→ **The problem**
The expected output is exactly the lines below, starting at the line with "statement's runtime bookkeeping." and ending at the line with "u32, try_depth: u16", both included; no other line belongs in it.

→ **Records supplied**
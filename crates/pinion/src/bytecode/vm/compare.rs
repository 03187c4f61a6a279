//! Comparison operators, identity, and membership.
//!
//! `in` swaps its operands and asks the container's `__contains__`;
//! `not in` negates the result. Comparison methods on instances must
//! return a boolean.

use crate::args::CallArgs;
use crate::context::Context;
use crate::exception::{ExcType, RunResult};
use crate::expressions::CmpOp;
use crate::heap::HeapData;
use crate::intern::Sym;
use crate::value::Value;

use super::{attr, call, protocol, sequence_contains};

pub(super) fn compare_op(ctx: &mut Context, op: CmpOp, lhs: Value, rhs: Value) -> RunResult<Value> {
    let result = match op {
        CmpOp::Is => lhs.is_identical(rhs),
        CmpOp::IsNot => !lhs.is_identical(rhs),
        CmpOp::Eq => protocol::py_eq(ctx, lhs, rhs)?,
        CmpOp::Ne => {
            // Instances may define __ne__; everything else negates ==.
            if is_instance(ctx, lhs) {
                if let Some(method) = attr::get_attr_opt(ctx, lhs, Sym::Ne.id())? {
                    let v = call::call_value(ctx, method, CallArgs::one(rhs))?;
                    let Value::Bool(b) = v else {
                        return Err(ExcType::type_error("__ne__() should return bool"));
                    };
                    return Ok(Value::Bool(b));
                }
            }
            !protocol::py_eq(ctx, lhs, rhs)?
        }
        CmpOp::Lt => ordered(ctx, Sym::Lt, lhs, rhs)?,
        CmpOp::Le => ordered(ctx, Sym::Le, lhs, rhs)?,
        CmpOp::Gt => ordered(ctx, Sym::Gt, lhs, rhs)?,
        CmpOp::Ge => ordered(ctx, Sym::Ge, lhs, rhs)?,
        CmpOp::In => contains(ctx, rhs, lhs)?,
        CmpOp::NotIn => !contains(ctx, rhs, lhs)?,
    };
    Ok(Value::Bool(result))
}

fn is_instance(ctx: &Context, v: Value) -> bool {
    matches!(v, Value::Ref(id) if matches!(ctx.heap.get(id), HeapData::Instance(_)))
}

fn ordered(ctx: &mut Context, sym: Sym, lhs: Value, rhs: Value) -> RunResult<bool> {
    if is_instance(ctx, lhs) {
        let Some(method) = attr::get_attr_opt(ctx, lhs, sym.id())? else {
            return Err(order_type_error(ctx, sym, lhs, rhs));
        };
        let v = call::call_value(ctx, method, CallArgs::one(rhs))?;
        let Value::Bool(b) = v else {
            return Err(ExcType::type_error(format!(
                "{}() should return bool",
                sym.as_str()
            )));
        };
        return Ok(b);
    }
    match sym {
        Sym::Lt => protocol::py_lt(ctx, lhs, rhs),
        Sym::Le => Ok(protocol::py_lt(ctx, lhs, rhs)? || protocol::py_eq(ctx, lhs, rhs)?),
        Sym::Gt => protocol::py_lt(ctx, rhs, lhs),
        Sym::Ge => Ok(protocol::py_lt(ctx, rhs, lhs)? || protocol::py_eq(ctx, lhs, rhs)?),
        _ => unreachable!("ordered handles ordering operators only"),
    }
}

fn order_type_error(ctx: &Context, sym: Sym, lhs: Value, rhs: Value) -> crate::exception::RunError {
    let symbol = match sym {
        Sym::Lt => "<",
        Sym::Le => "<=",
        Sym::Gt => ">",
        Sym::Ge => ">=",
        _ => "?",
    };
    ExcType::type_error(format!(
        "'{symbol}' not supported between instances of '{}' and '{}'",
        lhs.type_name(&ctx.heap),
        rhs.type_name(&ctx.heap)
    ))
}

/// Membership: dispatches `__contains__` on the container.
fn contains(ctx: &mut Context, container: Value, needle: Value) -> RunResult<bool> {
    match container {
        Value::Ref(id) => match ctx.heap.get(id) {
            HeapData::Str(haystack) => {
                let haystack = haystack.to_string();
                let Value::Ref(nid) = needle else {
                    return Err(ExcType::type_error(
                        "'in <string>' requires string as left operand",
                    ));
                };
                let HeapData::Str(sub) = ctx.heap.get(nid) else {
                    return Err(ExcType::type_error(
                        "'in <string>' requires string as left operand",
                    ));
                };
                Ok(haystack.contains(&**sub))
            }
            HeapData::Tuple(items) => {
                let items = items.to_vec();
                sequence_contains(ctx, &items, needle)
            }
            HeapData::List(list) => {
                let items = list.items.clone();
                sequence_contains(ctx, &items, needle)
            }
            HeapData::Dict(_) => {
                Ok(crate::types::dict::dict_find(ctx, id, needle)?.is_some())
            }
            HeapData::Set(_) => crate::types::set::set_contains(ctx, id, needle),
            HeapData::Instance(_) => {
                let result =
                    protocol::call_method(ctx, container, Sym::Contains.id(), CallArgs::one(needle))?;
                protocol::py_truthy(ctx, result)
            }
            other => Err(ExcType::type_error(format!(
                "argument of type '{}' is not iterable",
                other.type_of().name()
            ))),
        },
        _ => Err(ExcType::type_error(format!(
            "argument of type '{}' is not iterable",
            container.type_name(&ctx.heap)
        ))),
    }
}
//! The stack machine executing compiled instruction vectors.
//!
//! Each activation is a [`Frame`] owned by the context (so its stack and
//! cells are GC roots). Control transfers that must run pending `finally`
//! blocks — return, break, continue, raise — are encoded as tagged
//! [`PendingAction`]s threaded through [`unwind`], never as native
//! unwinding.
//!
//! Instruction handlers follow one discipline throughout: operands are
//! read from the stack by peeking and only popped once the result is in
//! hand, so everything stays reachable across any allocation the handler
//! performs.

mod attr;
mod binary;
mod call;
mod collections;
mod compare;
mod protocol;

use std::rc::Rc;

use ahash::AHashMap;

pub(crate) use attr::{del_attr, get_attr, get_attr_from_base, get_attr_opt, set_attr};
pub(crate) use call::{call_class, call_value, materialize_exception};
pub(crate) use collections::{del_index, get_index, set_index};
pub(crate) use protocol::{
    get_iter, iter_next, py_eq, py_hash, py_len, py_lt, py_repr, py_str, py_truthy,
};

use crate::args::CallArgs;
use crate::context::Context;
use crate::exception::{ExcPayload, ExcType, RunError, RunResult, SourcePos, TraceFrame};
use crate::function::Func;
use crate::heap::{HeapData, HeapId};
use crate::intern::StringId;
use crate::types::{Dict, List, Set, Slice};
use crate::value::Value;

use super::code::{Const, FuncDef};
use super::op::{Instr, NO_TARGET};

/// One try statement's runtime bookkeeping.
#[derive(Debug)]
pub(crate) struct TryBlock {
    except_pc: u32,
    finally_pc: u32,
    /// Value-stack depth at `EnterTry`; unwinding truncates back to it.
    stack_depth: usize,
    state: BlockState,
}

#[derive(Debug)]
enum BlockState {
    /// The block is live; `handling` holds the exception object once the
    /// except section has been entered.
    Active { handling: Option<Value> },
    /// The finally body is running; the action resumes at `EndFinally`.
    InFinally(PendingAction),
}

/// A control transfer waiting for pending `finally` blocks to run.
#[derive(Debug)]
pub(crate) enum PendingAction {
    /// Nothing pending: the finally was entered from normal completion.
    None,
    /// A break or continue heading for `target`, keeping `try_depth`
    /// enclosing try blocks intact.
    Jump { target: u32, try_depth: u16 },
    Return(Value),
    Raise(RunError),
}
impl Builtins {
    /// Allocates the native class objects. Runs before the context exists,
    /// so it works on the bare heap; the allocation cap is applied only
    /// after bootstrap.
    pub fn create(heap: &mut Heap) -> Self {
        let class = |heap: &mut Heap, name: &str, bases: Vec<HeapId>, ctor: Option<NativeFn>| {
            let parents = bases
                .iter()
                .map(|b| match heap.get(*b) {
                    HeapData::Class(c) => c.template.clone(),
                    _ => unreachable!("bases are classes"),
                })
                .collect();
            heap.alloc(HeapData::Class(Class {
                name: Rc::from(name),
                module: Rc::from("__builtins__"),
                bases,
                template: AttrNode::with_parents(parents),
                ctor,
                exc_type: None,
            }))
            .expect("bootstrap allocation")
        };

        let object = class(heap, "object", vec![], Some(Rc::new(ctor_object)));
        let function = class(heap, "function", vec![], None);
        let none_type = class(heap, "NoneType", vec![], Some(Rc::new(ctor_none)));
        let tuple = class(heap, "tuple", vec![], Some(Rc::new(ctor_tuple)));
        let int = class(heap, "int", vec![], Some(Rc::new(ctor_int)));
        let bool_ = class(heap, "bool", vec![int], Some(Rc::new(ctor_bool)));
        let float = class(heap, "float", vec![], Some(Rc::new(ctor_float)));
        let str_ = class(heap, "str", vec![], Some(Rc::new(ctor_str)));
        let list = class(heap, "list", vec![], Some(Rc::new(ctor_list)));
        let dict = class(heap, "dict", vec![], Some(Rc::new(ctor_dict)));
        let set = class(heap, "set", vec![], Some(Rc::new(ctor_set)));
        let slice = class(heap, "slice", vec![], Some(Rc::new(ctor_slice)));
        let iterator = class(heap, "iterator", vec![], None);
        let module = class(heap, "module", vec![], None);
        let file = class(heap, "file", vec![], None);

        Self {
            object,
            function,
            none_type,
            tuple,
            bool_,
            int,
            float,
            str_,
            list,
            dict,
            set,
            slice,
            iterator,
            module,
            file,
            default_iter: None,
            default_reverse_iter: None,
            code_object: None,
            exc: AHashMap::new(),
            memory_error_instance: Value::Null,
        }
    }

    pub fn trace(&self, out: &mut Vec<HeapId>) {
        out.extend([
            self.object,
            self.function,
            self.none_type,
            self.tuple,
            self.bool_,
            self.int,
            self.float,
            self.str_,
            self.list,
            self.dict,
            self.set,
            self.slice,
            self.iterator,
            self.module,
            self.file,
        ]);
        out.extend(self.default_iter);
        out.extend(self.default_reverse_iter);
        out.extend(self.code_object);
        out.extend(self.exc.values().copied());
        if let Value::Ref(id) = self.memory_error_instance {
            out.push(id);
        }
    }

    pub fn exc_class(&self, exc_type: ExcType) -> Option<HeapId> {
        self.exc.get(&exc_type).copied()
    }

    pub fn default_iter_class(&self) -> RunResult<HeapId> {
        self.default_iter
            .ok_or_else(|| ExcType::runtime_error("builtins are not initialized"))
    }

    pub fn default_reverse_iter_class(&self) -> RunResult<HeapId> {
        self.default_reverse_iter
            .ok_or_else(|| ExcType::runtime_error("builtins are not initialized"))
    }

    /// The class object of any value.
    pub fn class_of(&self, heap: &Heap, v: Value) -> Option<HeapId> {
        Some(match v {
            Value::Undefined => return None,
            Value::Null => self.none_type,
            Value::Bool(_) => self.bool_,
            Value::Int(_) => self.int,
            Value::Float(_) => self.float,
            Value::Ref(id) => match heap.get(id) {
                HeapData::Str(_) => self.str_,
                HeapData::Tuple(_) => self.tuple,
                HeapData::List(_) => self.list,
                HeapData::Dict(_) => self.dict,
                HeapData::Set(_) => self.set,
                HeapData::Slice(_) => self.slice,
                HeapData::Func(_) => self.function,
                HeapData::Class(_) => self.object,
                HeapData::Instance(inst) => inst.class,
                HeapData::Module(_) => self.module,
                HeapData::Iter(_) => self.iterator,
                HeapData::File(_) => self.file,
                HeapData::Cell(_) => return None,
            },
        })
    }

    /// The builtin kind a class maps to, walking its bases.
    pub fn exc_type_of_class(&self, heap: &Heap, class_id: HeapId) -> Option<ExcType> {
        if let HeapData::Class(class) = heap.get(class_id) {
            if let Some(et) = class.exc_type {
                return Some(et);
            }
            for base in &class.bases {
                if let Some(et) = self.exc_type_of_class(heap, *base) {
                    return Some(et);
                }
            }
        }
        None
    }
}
...
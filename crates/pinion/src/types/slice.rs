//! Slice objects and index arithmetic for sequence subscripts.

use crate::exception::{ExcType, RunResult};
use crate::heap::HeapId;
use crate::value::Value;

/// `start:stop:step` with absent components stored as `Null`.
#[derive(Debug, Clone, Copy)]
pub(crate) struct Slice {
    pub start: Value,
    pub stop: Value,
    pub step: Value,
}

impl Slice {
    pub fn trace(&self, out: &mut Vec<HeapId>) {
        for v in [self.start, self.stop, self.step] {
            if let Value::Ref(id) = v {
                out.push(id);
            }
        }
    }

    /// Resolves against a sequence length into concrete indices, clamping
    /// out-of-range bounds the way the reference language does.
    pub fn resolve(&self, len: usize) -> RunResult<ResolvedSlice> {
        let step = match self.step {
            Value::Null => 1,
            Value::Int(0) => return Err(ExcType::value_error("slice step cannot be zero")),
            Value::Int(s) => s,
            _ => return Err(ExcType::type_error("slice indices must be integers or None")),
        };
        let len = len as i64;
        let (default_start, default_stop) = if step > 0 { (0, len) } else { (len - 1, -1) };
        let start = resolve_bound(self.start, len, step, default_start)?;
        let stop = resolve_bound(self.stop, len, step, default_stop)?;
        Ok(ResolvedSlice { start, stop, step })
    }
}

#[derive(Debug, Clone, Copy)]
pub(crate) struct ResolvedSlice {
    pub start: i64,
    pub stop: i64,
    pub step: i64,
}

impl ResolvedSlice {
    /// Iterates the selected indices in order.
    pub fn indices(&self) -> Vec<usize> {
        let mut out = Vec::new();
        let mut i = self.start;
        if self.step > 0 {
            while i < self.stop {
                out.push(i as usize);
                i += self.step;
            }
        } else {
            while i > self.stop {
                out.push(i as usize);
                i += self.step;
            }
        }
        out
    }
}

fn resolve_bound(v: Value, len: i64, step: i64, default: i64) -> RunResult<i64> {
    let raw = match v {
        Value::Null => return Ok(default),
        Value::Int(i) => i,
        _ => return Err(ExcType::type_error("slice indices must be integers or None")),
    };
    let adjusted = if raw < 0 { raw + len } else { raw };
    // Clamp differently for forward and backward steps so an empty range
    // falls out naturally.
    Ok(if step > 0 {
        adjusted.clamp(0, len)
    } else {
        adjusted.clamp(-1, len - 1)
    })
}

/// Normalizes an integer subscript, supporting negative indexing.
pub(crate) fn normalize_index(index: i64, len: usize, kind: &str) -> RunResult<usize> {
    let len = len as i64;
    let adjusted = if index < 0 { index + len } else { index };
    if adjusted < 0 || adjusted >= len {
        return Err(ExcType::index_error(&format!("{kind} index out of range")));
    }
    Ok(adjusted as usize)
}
...
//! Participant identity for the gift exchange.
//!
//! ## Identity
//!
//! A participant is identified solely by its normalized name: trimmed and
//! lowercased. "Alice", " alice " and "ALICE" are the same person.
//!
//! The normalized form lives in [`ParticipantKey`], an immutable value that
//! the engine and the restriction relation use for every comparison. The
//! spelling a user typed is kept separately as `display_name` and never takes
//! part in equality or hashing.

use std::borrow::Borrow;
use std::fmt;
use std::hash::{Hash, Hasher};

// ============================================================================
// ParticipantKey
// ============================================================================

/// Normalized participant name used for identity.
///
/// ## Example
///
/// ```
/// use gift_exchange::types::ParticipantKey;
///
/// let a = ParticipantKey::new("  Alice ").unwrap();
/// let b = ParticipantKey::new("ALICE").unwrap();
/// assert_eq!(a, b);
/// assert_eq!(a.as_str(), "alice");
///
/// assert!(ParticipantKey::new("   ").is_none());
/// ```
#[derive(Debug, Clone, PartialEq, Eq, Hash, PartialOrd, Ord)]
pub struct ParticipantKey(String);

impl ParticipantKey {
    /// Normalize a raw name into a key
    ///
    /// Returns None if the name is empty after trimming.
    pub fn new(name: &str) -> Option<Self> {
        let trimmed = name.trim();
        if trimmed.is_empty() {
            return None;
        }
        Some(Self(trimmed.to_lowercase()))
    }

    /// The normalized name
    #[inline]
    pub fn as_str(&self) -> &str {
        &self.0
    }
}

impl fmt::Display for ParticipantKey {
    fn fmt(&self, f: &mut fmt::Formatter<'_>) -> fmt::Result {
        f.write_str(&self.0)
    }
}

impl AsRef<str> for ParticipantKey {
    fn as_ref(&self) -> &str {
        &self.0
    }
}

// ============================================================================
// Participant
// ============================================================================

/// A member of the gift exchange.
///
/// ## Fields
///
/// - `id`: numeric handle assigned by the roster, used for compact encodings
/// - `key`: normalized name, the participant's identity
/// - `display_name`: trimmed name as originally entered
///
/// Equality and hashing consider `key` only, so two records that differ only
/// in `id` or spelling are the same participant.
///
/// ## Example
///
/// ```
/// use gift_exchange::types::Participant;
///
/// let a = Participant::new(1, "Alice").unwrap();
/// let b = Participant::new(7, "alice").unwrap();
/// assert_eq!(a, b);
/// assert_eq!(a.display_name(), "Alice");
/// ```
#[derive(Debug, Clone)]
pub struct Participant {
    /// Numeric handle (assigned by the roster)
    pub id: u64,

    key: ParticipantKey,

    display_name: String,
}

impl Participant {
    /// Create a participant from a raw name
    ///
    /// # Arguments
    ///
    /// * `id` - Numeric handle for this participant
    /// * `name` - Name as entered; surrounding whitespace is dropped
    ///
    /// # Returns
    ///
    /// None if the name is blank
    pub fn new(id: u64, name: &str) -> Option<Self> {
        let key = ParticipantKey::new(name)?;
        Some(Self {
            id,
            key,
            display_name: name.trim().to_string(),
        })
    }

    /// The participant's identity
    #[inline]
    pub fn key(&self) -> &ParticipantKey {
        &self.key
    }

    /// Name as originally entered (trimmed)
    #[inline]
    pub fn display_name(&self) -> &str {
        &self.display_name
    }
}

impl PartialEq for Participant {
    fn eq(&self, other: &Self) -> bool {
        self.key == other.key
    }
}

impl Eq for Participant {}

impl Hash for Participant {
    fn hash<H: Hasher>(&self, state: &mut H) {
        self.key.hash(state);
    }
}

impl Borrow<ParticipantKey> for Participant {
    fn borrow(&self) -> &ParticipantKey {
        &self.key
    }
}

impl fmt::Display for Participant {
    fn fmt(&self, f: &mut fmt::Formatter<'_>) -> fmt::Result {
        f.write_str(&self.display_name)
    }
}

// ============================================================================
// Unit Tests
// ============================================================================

→ **Exercise solution**
/// One try statement's runtime bookkeeping.
#[derive(Debug)]
pub(crate) struct TryBlock {
    except_pc: u32,
    finally_pc: u32,
    /// Value-stack depth at `EnterTry`; unwinding truncates back to it.
    stack_depth: usize,
    state: BlockState,
}

#[derive(Debug)]
enum BlockState {
    /// The block is live; `handling` holds the exception object once the
    /// except section has been entered.
    Active { handling: Option<Value> },
    /// The finally body is running; the action resumes at `EndFinally`.
    InFinally(PendingAction),
}

/// A control transfer waiting for pending `finally` blocks to run.
#[derive(Debug)]
pub(crate) enum PendingAction {
    /// Nothing pending: the finally was entered from normal completion.
    None,
    /// A break or continue heading for `target`, keeping `try_depth`
    /// enclosing try blocks intact.
    Jump { target: u32, try_depth: u16 },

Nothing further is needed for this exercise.